(Exercise aim): Below are entries; output exactly the lines from the one with "default location (~/.orgdir/orgdir.db)" to the one with "migrations::run_migrations(&mut conn)?;", both included, and nothing else.

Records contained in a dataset
use std::collections::HashMap;
use std::fs;
use std::path::Path;
use std::time::Duration;

use serde::Deserialize;

use crate::data::DEFAULT_PAGE_SIZE;
use crate::ui::action::Action;

use super::default_keys::default_keybindings;
use super::keys::{parse_key_notation, KeyCombo, KeyContext, KeybindingConfig};

/// Example configuration file contents (bundled with the binary)
pub const EXAMPLE_CONFIG: &str = include_str!("config.toml.example");

/// Default quiet period before a typed search is applied
pub const DEFAULT_SEARCH_DEBOUNCE_MS: u64 = 150;

/// Application configuration
#[derive(Debug, Clone)]
pub struct Config {
    /// Rows shown per table page
    pub page_size: usize,
    /// Quiet period before a typed search is applied
    pub search_debounce: Duration,
    /// Keybinding configuration
    pub keybindings: KeybindingConfig,
}

impl Default for Config {
    fn default() -> Self {
        Self {
            page_size: DEFAULT_PAGE_SIZE,
            search_debounce: Duration::from_millis(DEFAULT_SEARCH_DEBOUNCE_MS),
            keybindings: default_keybindings(),
        }
    }
}

/// TOML representation of the `[directory]` section
#[derive(Debug, Clone, Default, Deserialize)]
pub struct TomlDirectoryConfig {
    pub page_size: Option<usize>,
    pub search_debounce_ms: Option<u64>,
}

/// TOML representation of keybinding configuration
///
/// Entries map an action name to a key, e.g. `add_record = "a"`.
#[derive(Debug, Clone, Default, Deserialize)]
pub struct TomlKeybindings {
    /// Global keybindings (apply to all contexts)
    #[serde(flatten)]
    pub global: HashMap<String, toml::Value>,

    pub table: Option<HashMap<String, String>>,
    pub search: Option<HashMap<String, String>>,
    pub form: Option<HashMap<String, String>>,
    pub dialog: Option<HashMap<String, String>>,
}

/// TOML representation of the config file
#[derive(Debug, Clone, Default, Deserialize)]
pub struct TomlConfig {
    pub directory: Option<TomlDirectoryConfig>,
    pub keys: Option<TomlKeybindings>,
}

impl TomlKeybindings {
    /// Convert TOML keybindings to KeybindingConfig
    fn to_keybinding_config(&self) -> KeybindingConfig {
        let mut config = KeybindingConfig::new();

        for (action_name, value) in &self.global {
            // Context tables are picked up by their own fields
            let Some(key_str) = value.as_str() else {
                continue;
            };
            if let Some((combo, action)) = parse_binding(action_name, key_str) {
                config.global.insert(combo, action);
            }
        }

        let sections = [
            (KeyContext::Table, &self.table),
            (KeyContext::Search, &self.search),
            (KeyContext::Form, &self.form),
            (KeyContext::Dialog, &self.dialog),
        ];
        for (context, bindings) in sections {
            if let Some(bindings) = bindings {
                parse_context_bindings(&mut config, context, bindings);
            }
        }

        config
    }
}

fn parse_binding(action_name: &str, key_str: &str) -> Option<(KeyCombo, Action)> {
    let Some(action) = Action::from_name(action_name) else {
        tracing::warn!(action = action_name, "Unknown action in config, ignoring");
        return None;
    };
    match parse_key_notation(key_str) {
        Ok(combo) => Some((combo, action)),
        Err(e) => {
            tracing::warn!(action = action_name, key = key_str, error = %e, "Invalid key in config");
            None
        }
    }
}

/// Parse context-specific keybindings
fn parse_context_bindings(
    config: &mut KeybindingConfig,
    context: KeyContext,
    bindings: &HashMap<String, String>,
) {
    let context_map = config.context.entry(context).or_default();
    for (action_name, key_str) in bindings {
        if let Some((combo, action)) = parse_binding(action_name, key_str) {
            context_map.insert(combo, action);
        }
    }
}

impl Config {
    /// Load configuration from `path`, merging with defaults.
    ///
    /// The bundled example is written on first run. An unreadable or invalid
    /// file leaves the defaults in place.
    pub fn load(path: &Path) -> Self {
        if !path.exists() {
            Self::create_default_config(path);
        }

        match fs::read_to_string(path) {
            Ok(contents) => Self::from_toml_str(&contents),
            Err(e) => {
                tracing::warn!(path = %path.display(), error = %e, "Could not read config");
                Config::default()
            }
        }
    }

    /// Build a configuration from TOML text on top of the defaults
    pub fn from_toml_str(contents: &str) -> Self {
        let mut config = Config::default();

        let toml_config = match toml::from_str::<TomlConfig>(contents) {
            Ok(parsed) => parsed,
            Err(e) => {
                tracing::warn!(error = %e, "Invalid config.toml, using defaults");
                return config;
            }
        };

        if let Some(directory) = toml_config.directory {
            if let Some(page_size) = directory.page_size {
                config.page_size = page_size.max(1);
            }
            if let Some(ms) = directory.search_debounce_ms {
                config.search_debounce = Duration::from_millis(ms);
            }
        }

        // Merge user keybindings on top of defaults
        if let Some(keys) = toml_config.keys {
            config.keybindings.merge(keys.to_keybinding_config());
        }

        config
    }

    /// Create the default config file from the bundled example
    fn create_default_config(path: &Path) {
        if let Some(parent) = path.parent() {
            if let Err(e) = fs::create_dir_all(parent) {
                tracing::warn!(error = %e, "Failed to create config directory");
                return;
            }
        }

        if let Err(e) = fs::write(path, EXAMPLE_CONFIG) {
            tracing::warn!(error = %e, "Failed to write default config");
        }
    }
}

#[cfg(test)]
mod tests {
    use super::*;

    fn lookup(config: &Config, key: &str, ctx: KeyContext) -> Option<Action> {
        config
            .keybindings
            .get_action(&parse_key_notation(key).unwrap(), ctx)
    }

    #[test]
    fn test_example_config_parses_to_defaults() {
        let config = Config::from_toml_str(EXAMPLE_CONFIG);
        assert_eq!(config.page_size, DEFAULT_PAGE_SIZE);
        assert_eq!(config.search_debounce, Duration::from_millis(150));
    }

    #[test]
    fn test_directory_section() {
        let config = Config::from_toml_str(
            r#"
            [directory]
            page_size = 10
            search_debounce_ms = 300
            "#,
        );
        assert_eq!(config.page_size, 10);
        assert_eq!(config.search_debounce, Duration::from_millis(300));
    }

    #[test]
    fn test_zero_page_size_is_clamped() {
        let config = Config::from_toml_str("[directory]\npage_size = 0\n");
        assert_eq!(config.page_size, 1);
    }

    #[test]
    fn test_invalid_toml_falls_back_to_defaults() {
        let config = Config::from_toml_str("[directory\npage_size = ");
        assert_eq!(config.page_size, DEFAULT_PAGE_SIZE);
        assert_eq!(lookup(&config, "a", KeyContext::Table), Some(Action::AddRecord));
    }

    #[test]
    fn test_keys_merge_over_defaults() {
        let config = Config::from_toml_str(
            r#"
            [keys]
            quit = "C-x"

            [keys.table]
            add_record = "n"
            not_an_action = "z"
            "#,
        );
        assert_eq!(lookup(&config, "C-x", KeyContext::Form), Some(Action::Quit));
        assert_eq!(lookup(&config, "n", KeyContext::Table), Some(Action::AddRecord));
        // Defaults survive
        assert_eq!(lookup(&config, "a", KeyContext::Table), Some(Action::AddRecord));
        assert_eq!(lookup(&config, "z", KeyContext::Table), None);
    }

    #[test]
    fn test_load_writes_example_on_first_run() {
        let dir = tempfile::tempdir().unwrap();
        let path = dir.path().join("nested").join("config.toml");

        let config = Config::load(&path);

        assert_eq!(fs::read_to_string(&path).unwrap(), EXAMPLE_CONFIG);
        assert_eq!(config.page_size, DEFAULT_PAGE_SIZE);
    }

    #[test]
    fn test_load_reads_existing_file() {
        let dir = tempfile::tempdir().unwrap();
        let path = dir.path().join("config.toml");
        fs::write(&path, "[directory]\npage_size = 7\n").unwrap();

        assert_eq!(Config::load(&path).page_size, 7);
    }
}
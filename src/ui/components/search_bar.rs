use ratatui::{
    buffer::Buffer,
    layout::Rect,
    style::Style,
    widgets::{Block, Borders, Widget},
};

use super::text_input::TextInputState;
use super::theme::{ACCENT_PRIMARY, BORDER_DEFAULT, TEXT_FAINT, TEXT_PRIMARY};

pub const SEARCH_PLACEHOLDER: &str = "Найти по ФИО...";

/// Bordered search box above the table
pub struct SearchBar<'a> {
    input: &'a TextInputState,
    focused: bool,
}

impl<'a> SearchBar<'a> {
    pub fn new(input: &'a TextInputState) -> Self {
        Self {
            input,
            focused: false,
        }
    }

    pub fn focused(mut self, focused: bool) -> Self {
        self.focused = focused;
        self
    }
}

impl Widget for SearchBar<'_> {
    fn render(self, area: Rect, buf: &mut Buffer) {
        let border = if self.focused {
            ACCENT_PRIMARY
        } else {
            BORDER_DEFAULT
        };
        let block = Block::default()
            .title(" Поиск ")
            .borders(Borders::ALL)
            .border_style(Style::default().fg(border));
        let inner = block.inner(area);
        block.render(area, buf);

        let text_area = Rect {
            x: inner.x + 1,
            width: inner.width.saturating_sub(2),
            ..inner
        };
        self.input.render_with_placeholder(
            text_area,
            buf,
            Style::default().fg(TEXT_PRIMARY),
            self.focused,
            SEARCH_PLACEHOLDER,
            Style::default().fg(TEXT_FAINT),
        );
    }
}
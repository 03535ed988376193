use std::fs::{self, OpenOptions};
use std::path::PathBuf;

use anyhow::{Context, Result};
use clap::Parser;
use orgdir::{ui, util, App, Config, Database, OrganizationStore, SqliteSlot};

#[derive(Parser, Debug)]
#[command(name = "orgdir")]
#[command(about = "Terminal directory of organizations", long_about = None)]
struct Cli {
    /// Directory for the database, logs and config (default: ~/.orgdir)
    #[arg(long, value_name = "DIR")]
    data_dir: Option<PathBuf>,

    /// Path to config.toml (default: <data-dir>/config.toml)
    #[arg(short, long, value_name = "FILE")]
    config: Option<PathBuf>,
}

#[tokio::main]
async fn main() -> Result<()> {
    let cli = Cli::parse();
    util::init_data_dir(cli.data_dir);

    // Log to file (~/.orgdir/logs/orgdir.log); the TUI owns the terminal
    fs::create_dir_all(util::logs_dir())?;
    let log_file = OpenOptions::new()
        .create(true)
        .append(true)
        .open(util::log_file_path())?;

    tracing_subscriber::fmt()
        .with_env_filter(
            tracing_subscriber::EnvFilter::from_default_env()
                .add_directive(tracing::Level::WARN.into()),
        )
        .with_writer(log_file)
        .with_ansi(false)
        .init();

    let config_file = cli.config.unwrap_or_else(util::config_path);
    let config = Config::load(&config_file);

    let database = Database::open_default().context("Failed to open database")?;
    let store = OrganizationStore::open(SqliteSlot::from_database(&database))
        .context("Failed to load organization records")?;
    tracing::info!(records = store.len(), "Directory loaded");

    ui::install_panic_hook();

    let mut app = App::new(config, store);
    app.run().await
}
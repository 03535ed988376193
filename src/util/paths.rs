//! Path utilities for orgdir data directories

use std::path::PathBuf;
use std::sync::OnceLock;

/// Global storage for custom data directory path
static DATA_DIR: OnceLock<PathBuf> = OnceLock::new();

/// Initialize the data directory with an optional custom path.
/// Must be called early in main() before any other path functions are used.
/// If custom_path is None, uses the default ~/.orgdir location.
pub fn init_data_dir(custom_path: Option<PathBuf>) {
    let path = custom_path.unwrap_or_else(default_data_dir);
    if DATA_DIR.set(path.clone()).is_err() {
        let existing = DATA_DIR
            .get()
            .map(|p| p.display().to_string())
            .unwrap_or_else(|| "<unknown>".to_string());
        tracing::debug!(
            path = %path.display(),
            existing = %existing,
            "Data directory already initialized"
        );
    }
}

/// Get the default data directory path (~/.orgdir)
fn default_data_dir() -> PathBuf {
    dirs::home_dir()
        .map(|h| h.join(".orgdir"))
        .unwrap_or_else(|| PathBuf::from(".orgdir"))
}

/// Get the base data directory.
/// Returns the custom path if set via init_data_dir(), otherwise ~/.orgdir
pub fn data_dir() -> PathBuf {
    DATA_DIR.get().cloned().unwrap_or_else(default_data_dir)
}

/// Get the database file path (~/.orgdir/orgdir.db)
pub fn database_path() -> PathBuf {
    data_dir().join("orgdir.db")
}

/// Get the logs directory (~/.orgdir/logs)
pub fn logs_dir() -> PathBuf {
    data_dir().join("logs")
}

/// Get the default log file path (~/.orgdir/logs/orgdir.log)
pub fn log_file_path() -> PathBuf {
    logs_dir().join("orgdir.log")
}

/// Get the config file path (~/.orgdir/config.toml)
pub fn config_path() -> PathBuf {
    data_dir().join("config.toml")
}

#[cfg(test)]
mod tests {
    use super::*;

    #[test]
    fn test_paths_live_under_data_dir() {
        let base = data_dir();
        assert!(database_path().starts_with(&base));
        assert!(log_file_path().starts_with(logs_dir()));
        assert_eq!(config_path().file_name().unwrap(), "config.toml");
    }
}
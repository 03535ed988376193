//! Shared test utilities for orgdir
//!
//! - Record and store fixtures
//! - TUI terminal testing helpers

pub mod fixtures;
pub mod terminal;
//! Text helpers for rendering record fields in table cells

use unicode_width::{UnicodeWidthChar, UnicodeWidthStr};

/// Replace control characters so stored text cannot inject terminal sequences.
///
/// Newlines and tabs become spaces; any other control character becomes
/// U+FFFD so that it stays visible.
pub fn sanitize_cell(s: &str) -> String {
    s.chars()
        .map(|c| match c {
            '\n' | '\r' | '\t' => ' ',
            c if c.is_control() => '\u{FFFD}',
            c => c,
        })
        .collect()
}

/// Truncate a string to fit a display width, appending an ellipsis when cut.
pub fn truncate_to_width(s: &str, max_width: usize) -> String {
    if max_width == 0 {
        return String::new();
    }

    let current_width = UnicodeWidthStr::width(s);
    if current_width <= max_width {
        return s.to_string();
    }

    let ellipsis = "…";
    let target_width = max_width - UnicodeWidthStr::width(ellipsis);
    let mut width = 0;
    let mut result = String::new();

    for c in s.chars() {
        let char_width = UnicodeWidthChar::width(c).unwrap_or(0);
        if width + char_width > target_width {
            break;
        }
        result.push(c);
        width += char_width;
    }

    result.push_str(ellipsis);
    result
}
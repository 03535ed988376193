//! SQLite database management

use rusqlite::Connection;
use std::path::PathBuf;
use std::sync::{Arc, Mutex};
use thiserror::Error;

use super::migrations;

#[derive(Error, Debug)]
pub enum DatabaseError {
    #[error("SQLite error: {0}")]
    Sqlite(#[from] rusqlite::Error),
    #[error("Failed to create data directory: {0}")]
    CreateDir(std::io::Error),
}

/// Database connection wrapper
#[derive(Clone)]
pub struct Database {
    conn: Arc<Mutex<Connection>>,
    /// Path to the database file (None for in-memory databases)
    pub path: Option<PathBuf>,
}

impl Database {
    /// Open or create a database at the specified path
    pub fn open(path: PathBuf) -> Result<Self, DatabaseError> {
        // Ensure parent directory exists
        if let Some(parent) = path.parent() {
            std::fs::create_dir_all(parent).map_err(DatabaseError::CreateDir)?;
        }

        let conn = Connection::open(&path)?;
        tracing::debug!(path = %path.display(), "Opened database");
        Self::init(conn, Some(path))
    }

    /// Open database in the default location (~/.orgdir/orgdir.db)
    pub fn open_default() -> Result<Self, DatabaseError> {
        Self::open(crate::util::database_path())
    }

    /// Open a private in-memory database
    pub fn open_in_memory() -> Result<Self, DatabaseError> {
        Self::init(Connection::open_in_memory()?, None)
    }

    fn init(mut conn: Connection, path: Option<PathBuf>) -> Result<Self, DatabaseError> {
        conn.execute_batch("PRAGMA foreign_keys = ON;")?;
        migrations::run_migrations(&mut conn)?;

        Ok(Self {
            conn: Arc::new(Mutex::new(conn)),
            path,
        })
    }

    /// Get a reference to the connection (for DAOs)
    pub fn connection(&self) -> Arc<Mutex<Connection>> {
        self.conn.clone()
    }
}

impl std::fmt::Debug for Database {
    fn fmt(&self, f: &mut std::fmt::Formatter<'_>) -> std::fmt::Result {
        f.debug_struct("Database")
            .field("path", &self.path)
            .finish()
    }
}

#[cfg(test)]
mod tests {
    use super::*;
    use tempfile::tempdir;

    #[test]
    fn test_database_creation() {
        let dir = tempdir().unwrap();
        let db_path = dir.path().join("nested").join("test.db");
        let db = Database::open(db_path.clone()).unwrap();
        assert!(db_path.exists());
        assert_eq!(db.path.as_deref(), Some(db_path.as_path()));
    }

    #[test]
    fn test_schema_initialization() {
        let db = Database::open_in_memory().unwrap();

        let conn = db.connection();
        let conn = conn.lock().unwrap();
        let mut stmt = conn
            .prepare("SELECT name FROM sqlite_master WHERE type='table'")
            .unwrap();
        let tables: Vec<String> = stmt
            .query_map([], |row| row.get(0))
            .unwrap()
            .filter_map(|r| r.ok())
            .collect();
        assert!(tables.contains(&"app_state".to_string()));
        assert!(tables.contains(&"schema_migrations".to_string()));
    }
}
//! End-to-end scenarios for the record store over an in-memory slot

use super::common::fixtures::{empty_store, numbered_store, org, seeded_store};
use orgdir::data::{Collation, STORAGE_KEY};
use orgdir::{Address, MemorySlot, Organization, OrganizationStore, QueryParams, SortDir, SortField};

#[test]
fn test_seed_then_add_then_search() {
    let (_slot, mut store) = seeded_store();
    assert_eq!(store.len(), 2);

    store
        .add(Organization::new(
            "ООО \"Ромашка\"",
            "Петров П.П.",
            "+7 000 111 22 33",
            Address::new("г. Тула", "ул. Мира", "д. 3"),
        ))
        .unwrap();

    let page = store.query(&QueryParams::new().with_search("петров"));
    assert_eq!(page.items.len(), 1);
    assert_eq!(page.items[0].director, "Петров П.П.");
    assert_eq!(page.total, 1);
    assert_eq!(page.total_pages, 1);
}

#[test]
fn test_update_changes_only_target() {
    let (_slot, mut store) = seeded_store();
    let before = store.all();
    let target = before[1].clone();

    let mut changed = target.clone();
    changed.phone = "+7 000 99 99 99".to_string();
    store.update(changed).unwrap();

    let after = store.all();
    assert_eq!(after.len(), before.len());
    for (old, new) in before.iter().zip(&after) {
        if old.id == target.id {
            assert_eq!(new.phone, "+7 000 99 99 99");
            assert_eq!(new.name, old.name);
            assert_eq!(new.address, old.address);
        } else {
            assert_eq!(new, old);
        }
    }
}

#[test]
fn test_corrupt_slot_yields_empty_collection() {
    let slot = MemorySlot::with_slot(STORAGE_KEY, "[{\"id\": 1, broken");
    let store = OrganizationStore::open(slot).unwrap();
    assert!(store.all().is_empty());
    assert_eq!(store.query(&QueryParams::new()).total_pages, 1);
}

#[test]
fn test_corrupt_slot_is_overwritten_by_next_mutation() {
    let slot = MemorySlot::with_slot(STORAGE_KEY, "not json");
    let mut store = OrganizationStore::open(slot.clone()).unwrap();
    store.add(org("1", "А", "Б")).unwrap();

    let reopened = OrganizationStore::open(slot).unwrap();
    assert_eq!(reopened.all(), vec![org("1", "А", "Б")]);
}

#[test]
fn test_round_trip_preserves_order() {
    let (slot, store) = numbered_store(7);
    let reopened = OrganizationStore::open(slot).unwrap();
    assert_eq!(reopened.all(), store.all());
}

#[test]
fn test_delete_absent_id_is_idempotent() {
    let (_slot, mut store) = seeded_store();
    let before = store.all();
    store.delete("no-such-id").unwrap();
    assert_eq!(store.all(), before);
}

#[test]
fn test_update_unknown_id_is_silent() {
    let (_slot, mut store) = seeded_store();
    let before = store.all();
    store.update(org("ghost", "X", "Y")).unwrap();
    assert_eq!(store.all(), before);
}

#[test]
fn test_filter_matches_director_only() {
    let (_slot, mut store) = empty_store();
    store.add(org("1", "Ivanov Holdings", "Smith J.")).unwrap();
    store.add(org("2", "Acme", "IVANOVA A.")).unwrap();
    store.add(org("3", "Beta", "Petrov P.")).unwrap();

    let page = store.query(&QueryParams::new().with_search("ivan"));
    let ids: Vec<_> = page.items.iter().map(|o| o.id.as_str()).collect();
    assert_eq!(ids, vec!["2"]);
}

#[test]
fn test_sort_by_name_both_directions() {
    let (_slot, mut store) = empty_store();
    for (id, name) in [("1", "Яблоко"), ("2", "абрикос"), ("3", "Борис"), ("4", "ёлка")] {
        store.add(org(id, name, "Д")).unwrap();
    }
    let collation = Collation::russian().unwrap();

    let desc = store.query(
        &QueryParams::new()
            .with_sort(Some(SortField::Name), SortDir::Desc)
            .with_page_size(10),
    );
    for pair in desc.items.windows(2) {
        assert_ne!(
            collation.compare(&pair[0].name, &pair[1].name),
            std::cmp::Ordering::Less
        );
    }

    let asc = store.query(
        &QueryParams::new()
            .with_sort(Some(SortField::Name), SortDir::Asc)
            .with_page_size(10),
    );
    let names: Vec<_> = asc.items.iter().map(|o| o.name.as_str()).collect();
    assert_eq!(names, vec!["абрикос", "Борис", "ёлка", "Яблоко"]);
}

#[test]
fn test_pagination_of_twelve() {
    let (_slot, store) = numbered_store(12);
    let params = QueryParams::new().with_page_size(5);

    let first = store.query(&params.clone().with_page(1));
    assert_eq!(first.items.len(), 5);
    assert_eq!(first.total_pages, 3);

    let third = store.query(&params.clone().with_page(3));
    assert_eq!(third.items.len(), 2);

    let beyond = store.query(&params.with_page(5));
    assert!(beyond.items.is_empty());
    assert_eq!(beyond.total_pages, 3);
    assert_eq!(beyond.total, 12);
}

#[test]
fn test_default_page_size_is_five() {
    let (_slot, store) = numbered_store(6);
    let page = store.query(&QueryParams::new());
    assert_eq!(page.items.len(), 5);
    assert_eq!(page.total_pages, 2);
}
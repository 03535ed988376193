//! Shared UI color constants.

use ratatui::style::Color;

pub const ACCENT_PRIMARY: Color = Color::Cyan;
pub const ACCENT_SUCCESS: Color = Color::Green;
pub const ACCENT_ERROR: Color = Color::Red;

pub const TEXT_PRIMARY: Color = Color::White;
pub const TEXT_SECONDARY: Color = Color::Rgb(200, 200, 200);
pub const TEXT_MUTED: Color = Color::Rgb(140, 140, 140);
pub const TEXT_FAINT: Color = Color::Rgb(90, 90, 90);

pub const BORDER_DEFAULT: Color = Color::Rgb(70, 70, 70);

pub const SELECTED_BG: Color = Color::Rgb(40, 60, 80);
pub const HEADER_BG: Color = Color::Rgb(30, 30, 30);
pub const FOOTER_BG: Color = Color::Rgb(25, 25, 25);
pub const KEY_HINT_BG: Color = Color::Rgb(60, 60, 60);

(Written solution):
    /// Open database in the default location (~/.orgdir/orgdir.db)
    pub fn open_default() -> Result<Self, DatabaseError> {
        Self::open(crate::util::database_path())
    }

    /// Open a private in-memory database
    pub fn open_in_memory() -> Result<Self, DatabaseError> {
        Self::init(Connection::open_in_memory()?, None)
    }

    fn init(mut conn: Connection, path: Option<PathBuf>) -> Result<Self, DatabaseError> {
        conn.execute_batch("PRAGMA foreign_keys = ON;")?;
        migrations::run_migrations(&mut conn)?;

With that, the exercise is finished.